Enfin quand le nombre de groupes de mémorisation voisins les uns des autres est suffisant, il faut inciter les groupes à sortir du cocon confortable de la ‘maisonnée’ et à ‘faire Église’. Il n’y a rien à inventer et les communautés des premiers siècles avaient trouvé la solution : les groupes se réunissent et font un « qoubala » (un repas où l’on est reçu par Jésus). C’est une catéchèse-liturgie qui réunit tous les groupes de mémorisation d’une même paroisse et est fondée sur l’analogie entre le partage et l’échange de la bonne nourriture et le partage et l’échange de la Parole Vivante : on commence par le partage de la Parole récitée à deux chœurs en alternance, puis un repas où les bonnes choses apportées sont partagées, et où chacun sert un autre sans se servir lui-même. Dans l’Orient judéo-chrétien ancien, cette liturgie du samedi soir est accessible au non baptisé contrairement à la messe, le « Qourbana », célébré le dimanche à l’aurore, à laquelle seuls les baptisés ont accès : la mémorisation et la récitation en qoubala fait partie du parcours du catéchumène.

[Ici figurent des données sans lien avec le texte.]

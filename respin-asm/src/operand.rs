//! Instruction operands.

use crate::{Reg, ValType};

use core::fmt;

/// Segment override applied to a memory operand. Only `fs`/`gs` carry an
/// explicit prefix in 64-bit mode; the remaining segments are implicit.
#[derive(Debug, Default, Clone, Copy, PartialEq, Eq, Hash)]
pub enum Segment {
    /// No override.
    #[default]
    None,
    /// `fs` override (0x64).
    Fs,
    /// `gs` override (0x65).
    Gs,
}

impl Segment {
    /// The prefix byte selecting this segment, if any.
    pub const fn prefix_byte(&self) -> Option<u8> {
        match self {
            Self::None => None,
            Self::Fs => Some(0x64),
            Self::Gs => Some(0x65),
        }
    }
}

/// A memory operand: `segment:[base + index * scale + disp]`.
#[derive(Debug, Clone, Copy, PartialEq, Eq, Hash)]
pub struct MemRef {
    /// Access width.
    pub width: ValType,
    /// Base register; [`Reg::RIP`] selects RIP-relative addressing.
    pub base: Option<Reg>,
    /// Index register, scaled by `scale`.
    pub index: Option<Reg>,
    /// Index scale: 0 when no index, otherwise 1, 2, 4 or 8.
    pub scale: u8,
    /// Signed displacement. For RIP-relative operands rewritten by the
    /// capture engine this holds the absolute target address instead; see
    /// [`MemRef::is_rip_relative`].
    pub disp: i64,
    /// Segment override.
    pub segment: Segment,
}

impl MemRef {
    /// A base-plus-displacement reference.
    pub const fn base_disp(width: ValType, base: Reg, disp: i64) -> Self {
        Self {
            width,
            base: Some(base),
            index: None,
            scale: 0,
            disp,
            segment: Segment::None,
        }
    }

    /// An absolute reference with no registers.
    pub const fn absolute(width: ValType, disp: i64) -> Self {
        Self {
            width,
            base: None,
            index: None,
            scale: 0,
            disp,
            segment: Segment::None,
        }
    }

    /// A RIP-relative reference; `disp` is relative to the end of the
    /// instruction as decoded.
    pub const fn rip_relative(width: ValType, disp: i64) -> Self {
        Self {
            width,
            base: Some(Reg::RIP),
            index: None,
            scale: 0,
            disp,
            segment: Segment::None,
        }
    }

    /// True when the operand addresses relative to the instruction pointer.
    pub fn is_rip_relative(&self) -> bool {
        self.base == Some(Reg::RIP)
    }

    /// Debug-checked structural invariants: scale/index pairing and
    /// RIP-relative shape.
    pub fn assert_well_formed(&self) {
        debug_assert!(
            (self.index.is_none() && self.scale == 0)
                || (self.index.is_some() && matches!(self.scale, 1 | 2 | 4 | 8))
        );
        debug_assert!(!self.is_rip_relative() || self.index.is_none());
    }
}

impl fmt::Display for MemRef {
    fn fmt(&self, f: &mut fmt::Formatter<'_>) -> fmt::Result {
        if let Some(p) = self.segment.prefix_byte() {
            let name = if p == 0x64 { "fs" } else { "gs" };
            write!(f, "{name}:")?;
        }
        f.write_str("[")?;
        let mut wrote = false;
        if let Some(base) = self.base {
            write!(f, "{base}")?;
            wrote = true;
        }
        if let Some(index) = self.index {
            if wrote {
                f.write_str("+")?;
            }
            write!(f, "{index}*{}", self.scale)?;
            wrote = true;
        }
        if self.disp != 0 || !wrote {
            match (wrote, self.disp < 0) {
                (true, false) => write!(f, "+{:#x}", self.disp)?,
                (true, true) => write!(f, "-{:#x}", self.disp.unsigned_abs())?,
                (false, false) => write!(f, "{:#x}", self.disp)?,
                (false, true) => write!(f, "-{:#x}", self.disp.unsigned_abs())?,
            }
        }
        f.write_str("]")
    }
}

/// One instruction operand.
#[derive(Debug, Default, Clone, Copy, PartialEq, Eq, Hash)]
pub enum Operand {
    /// Operand slot unused.
    #[default]
    None,
    /// A register.
    Reg(Reg),
    /// An immediate, stored extended to 64 bits as declared by `width`.
    Imm {
        /// Declared encoding width.
        width: ValType,
        /// The extended value.
        value: u64,
    },
    /// A memory reference.
    Mem(MemRef),
}

impl Operand {
    /// A register operand.
    pub const fn reg(r: Reg) -> Self {
        Self::Reg(r)
    }

    /// An immediate of declared width `vt`, sign-extended to 64 bits.
    pub const fn imm(vt: ValType, value: i64) -> Self {
        Self::Imm {
            width: vt,
            value: value as u64,
        }
    }

    /// A 64-bit immediate.
    pub const fn imm64(value: u64) -> Self {
        Self::Imm {
            width: ValType::I64,
            value,
        }
    }

    /// A memory operand.
    pub const fn mem(m: MemRef) -> Self {
        Self::Mem(m)
    }

    /// True when the slot is unused.
    pub const fn is_none(&self) -> bool {
        matches!(self, Self::None)
    }

    /// The register, if this is a register operand.
    pub const fn as_reg(&self) -> Option<Reg> {
        match self {
            Self::Reg(r) => Some(*r),
            _ => None,
        }
    }

    /// The memory reference, if this is a memory operand.
    pub const fn as_mem(&self) -> Option<&MemRef> {
        match self {
            Self::Mem(m) => Some(m),
            _ => None,
        }
    }

    /// The immediate value, sign-extended from its declared width.
    pub const fn as_imm(&self) -> Option<i64> {
        match self {
            Self::Imm { width, value } => Some(width.sign_extend(*value)),
            _ => None,
        }
    }

    /// Access width of the operand, falling back to `default` for
    /// immediates of implicit width and unused slots.
    pub fn width(&self, default: ValType) -> ValType {
        match self {
            Self::None => default,
            Self::Reg(r) => r.vtype(),
            Self::Imm { width, .. } => width.resolve(default),
            Self::Mem(m) => m.width.resolve(default),
        }
    }
}

impl From<Reg> for Operand {
    fn from(r: Reg) -> Self {
        Self::Reg(r)
    }
}

impl From<MemRef> for Operand {
    fn from(m: MemRef) -> Self {
        Self::Mem(m)
    }
}

impl fmt::Display for Operand {
    fn fmt(&self, f: &mut fmt::Formatter<'_>) -> fmt::Result {
        match self {
            Self::None => Ok(()),
            Self::Reg(r) => write!(f, "{r}"),
            Self::Imm { width, value } => {
                let v = width.sign_extend(*value);
                if v < 0 {
                    write!(f, "-{:#x}", v.unsigned_abs())
                } else {
                    write!(f, "{v:#x}")
                }
            }
            Self::Mem(m) => write!(f, "{m}"),
        }
    }
}
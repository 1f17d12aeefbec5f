//! Session parameters and defaults.

/// Default capacity for decoded instructions per session.
pub const DEFAULT_DECODE_INSTRS: usize = 2048;

/// Default capacity for decoded basic blocks per session.
pub const DEFAULT_DECODE_BLOCKS: usize = 256;

/// Default capacity for captured instructions per session.
pub const DEFAULT_CAPTURE_INSTRS: usize = 4096;

/// Default capacity for captured basic blocks per session.
pub const DEFAULT_CAPTURE_BLOCKS: usize = 256;

/// Default size of the generated-code region in bytes.
pub const DEFAULT_CODE_BYTES: usize = 64 * 1024;

/// Size of the emulated stack in bytes.
pub const EMU_STACK_SIZE: usize = 16 * 1024;

/// Gap left above the initial stack pointer for the caller-visible frame
/// (return address slot plus alignment slack).
pub const EMU_STACK_HEADROOM: usize = 256;

/// Maximum number of integer argument registers under the System-V ABI.
pub const MAX_INT_ARGS: usize = 6;
//! Legacy and REX prefix collection.

use crate::Segment;

use bitflags::bitflags;

bitflags! {
    /// Legacy prefixes recognized ahead of the opcode.
    #[derive(Debug, Default, Clone, Copy, PartialEq, Eq)]
    pub struct PrefixFlags: u8 {
        /// Operand-size override (`0x66`).
        const OPSIZE = 1 << 0;
        /// `repne` / scalar-double mandatory prefix (`0xf2`).
        const REPNE = 1 << 1;
        /// `rep` / scalar-single mandatory prefix (`0xf3`).
        const REP = 1 << 2;
        /// Branch hint (`0x2e`), ignored semantically.
        const HINT = 1 << 3;
    }
}

/// Decoded prefix state for a single instruction.
#[derive(Debug, Default, Clone, Copy, PartialEq, Eq)]
pub struct Prefixes {
    /// Legacy prefix set.
    pub flags: PrefixFlags,
    /// The raw REX byte, if present.
    pub rex: Option<u8>,
    /// Segment override; multiple overrides collapse to the last one seen.
    pub segment: Segment,
}

impl Prefixes {
    /// REX.W: 64-bit operand size.
    pub fn rex_w(&self) -> bool {
        self.rex.is_some_and(|r| r & 0x8 != 0)
    }

    /// REX.R: extension of the ModR/M `reg` field.
    pub fn rex_r(&self) -> u8 {
        self.rex.map_or(0, |r| (r >> 2) & 1)
    }

    /// REX.X: extension of the SIB `index` field.
    pub fn rex_x(&self) -> u8 {
        self.rex.map_or(0, |r| (r >> 1) & 1)
    }

    /// REX.B: extension of the ModR/M `r/m`, SIB `base`, or opcode
    /// register field.
    pub fn rex_b(&self) -> u8 {
        self.rex.map_or(0, |r| r & 1)
    }

    /// The mandatory prefix relevant for two-byte opcode dispatch, with
    /// `f2`/`f3` taking priority over `66`.
    pub fn mandatory(&self) -> Option<u8> {
        if self.flags.contains(PrefixFlags::REPNE) {
            Some(0xf2)
        } else if self.flags.contains(PrefixFlags::REP) {
            Some(0xf3)
        } else if self.flags.contains(PrefixFlags::OPSIZE) {
            Some(0x66)
        } else {
            None
        }
    }

    /// Consume one byte if it is a recognized prefix, updating `self`.
    /// Returns `false` once a non-prefix byte is seen.
    pub(crate) fn accept(&mut self, byte: u8) -> bool {
        match byte {
            0x66 => self.flags |= PrefixFlags::OPSIZE,
            0xf2 => self.flags |= PrefixFlags::REPNE,
            0xf3 => self.flags |= PrefixFlags::REP,
            0x64 => self.segment = Segment::Fs,
            0x65 => self.segment = Segment::Gs,
            0x2e => self.flags |= PrefixFlags::HINT,
            0x40..=0x4f => self.rex = Some(byte),
            _ => return false,
        }
        // A REX byte is only effective immediately before the opcode; a
        // legacy prefix after it cancels it.
        if !(0x40..=0x4f).contains(&byte) {
            self.rex = None;
        }
        true
    }
}
use respin_asm::{reg, Flags, Instruction, InstrKind, Operand, ValType};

Claves : Concrètement, que propose l’Évangile au cœur ?

BS : L’Évangile au cœur propose de mémoriser en groupe de six ‘mémorisants’, un parcours catéchétique organisé par ‘niveaux’. Chacun de ces niveaux comprend une vingtaine ou une trentaine de perles organisées en ‘colliers’ représentant deux ou trois ans de mémorisation au rythme tranquille mais persévérant d’une séance de mémorisation tous les 15 jours. Chaque mémorisation fait découvrir et goûter la saveur d’un nouveau passage qui va nourrir spirituellement la quinzaine. Chaque niveau est conçu pour donner un ensemble cohérent et nourrissant. Celui qui arrêterait à la fin d’un niveau part déjà avec un beau bagage dans sa musette de mémoire. Sous peu, ce seront 4 niveaux qui seront disponibles. Mais se sont plus les déménagements que les découragements qui viennent perturber les groupes…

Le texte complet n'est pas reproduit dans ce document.